Open-Source Ransomware Abused For the Second Time In Real-Life Infections (softpedia.com)

An anonymous reader writes: After the Hidden Tear (open-source) ransomware code was used to create the Cryptear.B ransomware, now the EDA2 open-source project was used in the same way to create the Magic ransomware. Both projects were created by the same guy. While he left an encryption flaw for Hidden Tear, he didn't for EDA2, relying on a backdoor in the ransomware's admin panel, which he planned to use to steal the encryption keys from the ransomware authors, if they ever used his tool. Unfortunately, the ransomware's C&C servers were on a free hosting service, and someone reported the account. All the data has been deleted from the servers, there's no backup, the backdoor account is useless, and victims have no way of recovering their files.

1 of 100 comments (clear)

  1. Re: Victims should sue by tlambert · · Score: -1, Troll

    "At that point, the hosting provider became duty bound to without fail take steps to preserve evidence of the criminal activity, for inspection by authorities. "

    Duty bound? What duty is that?

    The duty to cover their asses, among other things.

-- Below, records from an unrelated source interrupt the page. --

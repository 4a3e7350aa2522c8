//! Core graph data structure.
//!
//! This module contains the inner edge-set structure that holds the
//! dependency topology. It is wrapped in `Arc<RwLock<>>` by the engine for
//! concurrent-reader access and is itself not thread-safe.

use crate::domain::ItemId;
use petgraph::Direction;
use petgraph::graph::{DiGraph, NodeIndex};
use petgraph::visit::EdgeRef;
use std::collections::{HashMap, HashSet};

/// Inner graph structure (not thread-safe).
///
/// # Graph Representation
///
/// The dependency graph uses petgraph's `DiGraph` with edges directed from
/// **dependent to blocker** (source -> target means source depends on
/// target). Edge weights carry no data; the relationship itself is the
/// information.
///
/// Nodes have no independent lifecycle: an item appears in the graph when
/// its first edge is added and is pruned when its last edge is removed.
/// `edge_set` mirrors the petgraph edges as id pairs for O(1) membership
/// checks.
pub(crate) struct GraphInner {
    /// Dependency graph. Edge direction: source (dependent) -> target (blocker).
    pub(super) graph: DiGraph<ItemId, ()>,

    /// Mapping from ItemId to graph NodeIndex.
    ///
    /// Every node in `self.graph` has exactly one entry here, and vice
    /// versa. Repaired on node removal because petgraph swap-removes.
    pub(super) node_map: HashMap<ItemId, NodeIndex>,

    /// Direct edge membership as `(dependent, blocker)` pairs.
    edge_set: HashSet<(ItemId, ItemId)>,
}

impl GraphInner {
    /// Create an empty graph
    pub(crate) fn new() -> Self {
        Self {
            graph: DiGraph::new(),
            node_map: HashMap::new(),
            edge_set: HashSet::new(),
        }
    }

    /// Look up the node index for an item, if it participates in any edge.
    pub(super) fn node_of(&self, id: &ItemId) -> Option<NodeIndex> {
        self.node_map.get(id).copied()
    }

    /// O(1) membership check on the direct edge set.
    pub(crate) fn contains_edge(&self, dependent: &ItemId, blocker: &ItemId) -> bool {
        self.edge_set
            .contains(&(dependent.clone(), blocker.clone()))
    }

    /// Insert the edge `dependent -> blocker`, creating nodes as needed.
    ///
    /// Callers must have already rejected self-edges and duplicates and
    /// verified acyclicity; this method only records the edge.
    pub(crate) fn insert_edge(&mut self, dependent: &ItemId, blocker: &ItemId) {
        let from = self.ensure_node(dependent);
        let to = self.ensure_node(blocker);
        self.graph.add_edge(from, to, ());
        self.edge_set.insert((dependent.clone(), blocker.clone()));
    }

    /// Remove the edge `dependent -> blocker` if present.
    ///
    /// Returns `true` if an edge was removed. Endpoints left without any
    /// edge are pruned from the graph.
    pub(crate) fn remove_edge(&mut self, dependent: &ItemId, blocker: &ItemId) -> bool {
        if !self
            .edge_set
            .remove(&(dependent.clone(), blocker.clone()))
        {
            return false;
        }

        // edge_set and graph are kept in sync, so both nodes and the edge
        // must exist here.
        let from = self.node_map[dependent];
        let to = self.node_map[blocker];
        if let Some(edge) = self.graph.find_edge(from, to) {
            self.graph.remove_edge(edge);
        }

        // Prune blocker first: removing a node invalidates the highest
        // NodeIndex, so re-resolve the dependent through the map afterwards.
        self.prune_if_isolated(blocker);
        self.prune_if_isolated(dependent);

        true
    }

    /// Direct blockers of an item: targets of its outgoing edges.
    ///
    /// Sorted by id for deterministic output. Unknown items have no edges
    /// and yield an empty vec.
    pub(crate) fn direct_blockers_of(&self, item: &ItemId) -> Vec<ItemId> {
        self.neighbors_sorted(item, Direction::Outgoing)
    }

    /// Direct dependents of an item: sources of its incoming edges.
    ///
    /// Sorted by id. Unknown items yield an empty vec.
    pub(crate) fn direct_dependents_of(&self, item: &ItemId) -> Vec<ItemId> {
        self.neighbors_sorted(item, Direction::Incoming)
    }

    /// Number of items participating in at least one edge.
    pub(crate) fn item_count(&self) -> usize {
        self.graph.node_count()
    }

    /// Number of dependency edges.
    pub(crate) fn edge_count(&self) -> usize {
        self.graph.edge_count()
    }

    fn ensure_node(&mut self, id: &ItemId) -> NodeIndex {
        if let Some(node) = self.node_map.get(id) {
            return *node;
        }
        let node = self.graph.add_node(id.clone());
        self.node_map.insert(id.clone(), node);
        node
    }

    fn neighbors_sorted(&self, item: &ItemId, direction: Direction) -> Vec<ItemId> {
        let Some(node) = self.node_of(item) else {
            return Vec::new();
        };

        let mut neighbors: Vec<ItemId> = self
            .graph
            .edges_directed(node, direction)
            .map(|edge| {
                let neighbor = match direction {
                    Direction::Outgoing => edge.target(),
                    Direction::Incoming => edge.source(),
                };
                self.graph[neighbor].clone()
            })
            .collect();
        neighbors.sort();
        neighbors
    }

    /// Drop a node that no longer touches any edge.
    ///
    /// petgraph's `remove_node` swap-removes: the node that held the highest
    /// index moves into the freed slot, so its `node_map` entry is repaired.
    fn prune_if_isolated(&mut self, id: &ItemId) {
        let Some(node) = self.node_of(id) else {
            return;
        };
        if self
            .graph
            .edges_directed(node, Direction::Outgoing)
            .next()
            .is_some()
            || self
                .graph
                .edges_directed(node, Direction::Incoming)
                .next()
                .is_some()
        {
            return;
        }

        self.graph.remove_node(node);
        self.node_map.remove(id);

        if let Some(moved) = self.graph.node_weight(node).cloned() {
            self.node_map.insert(moved, node);
        }
    }
}
//! Trestle - dependency graph and critical-path analysis for work items.
//!
//! This crate owns the blocking topology of a work-item tracker: which items
//! block which, whether the graph stays acyclic, what the longest unresolved
//! dependency chain is, and which items are in everyone's way. Item CRUD,
//! workflow transitions, and presentation live in other crates; trestle only
//! references items by opaque id and resolves display metadata through the
//! [`lookup::ItemLookup`] boundary.

#![forbid(unsafe_code)]

// Public modules for library usage
pub mod domain;
pub mod engine;
pub mod error;
pub mod lookup;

    If I were a prosecutor, I would in fact charge them with:

    * Tampering with evidence
    * Accessory after the fact
    * Property damage
    * Contributory negligence
    * Aiding and abetting
    * Spoliation of evidence
    * (a)(5)(A) of the Computer Fraud and Abuse Act (fine and/or imprisonment for up to 10 years)
    * (a)(5)(C) of the Computer Fraud and Abuse Act (fine and or imprisonment for up to 1 year)
    * (j)(2) of the Computer Fraud and Abuse Act (forfeiture of the computer systems involved and any hosting proceeds)

    I'd also suggest civil action by those harmed, as provided for in section (g) of the Computer Fraud and Abuse Act.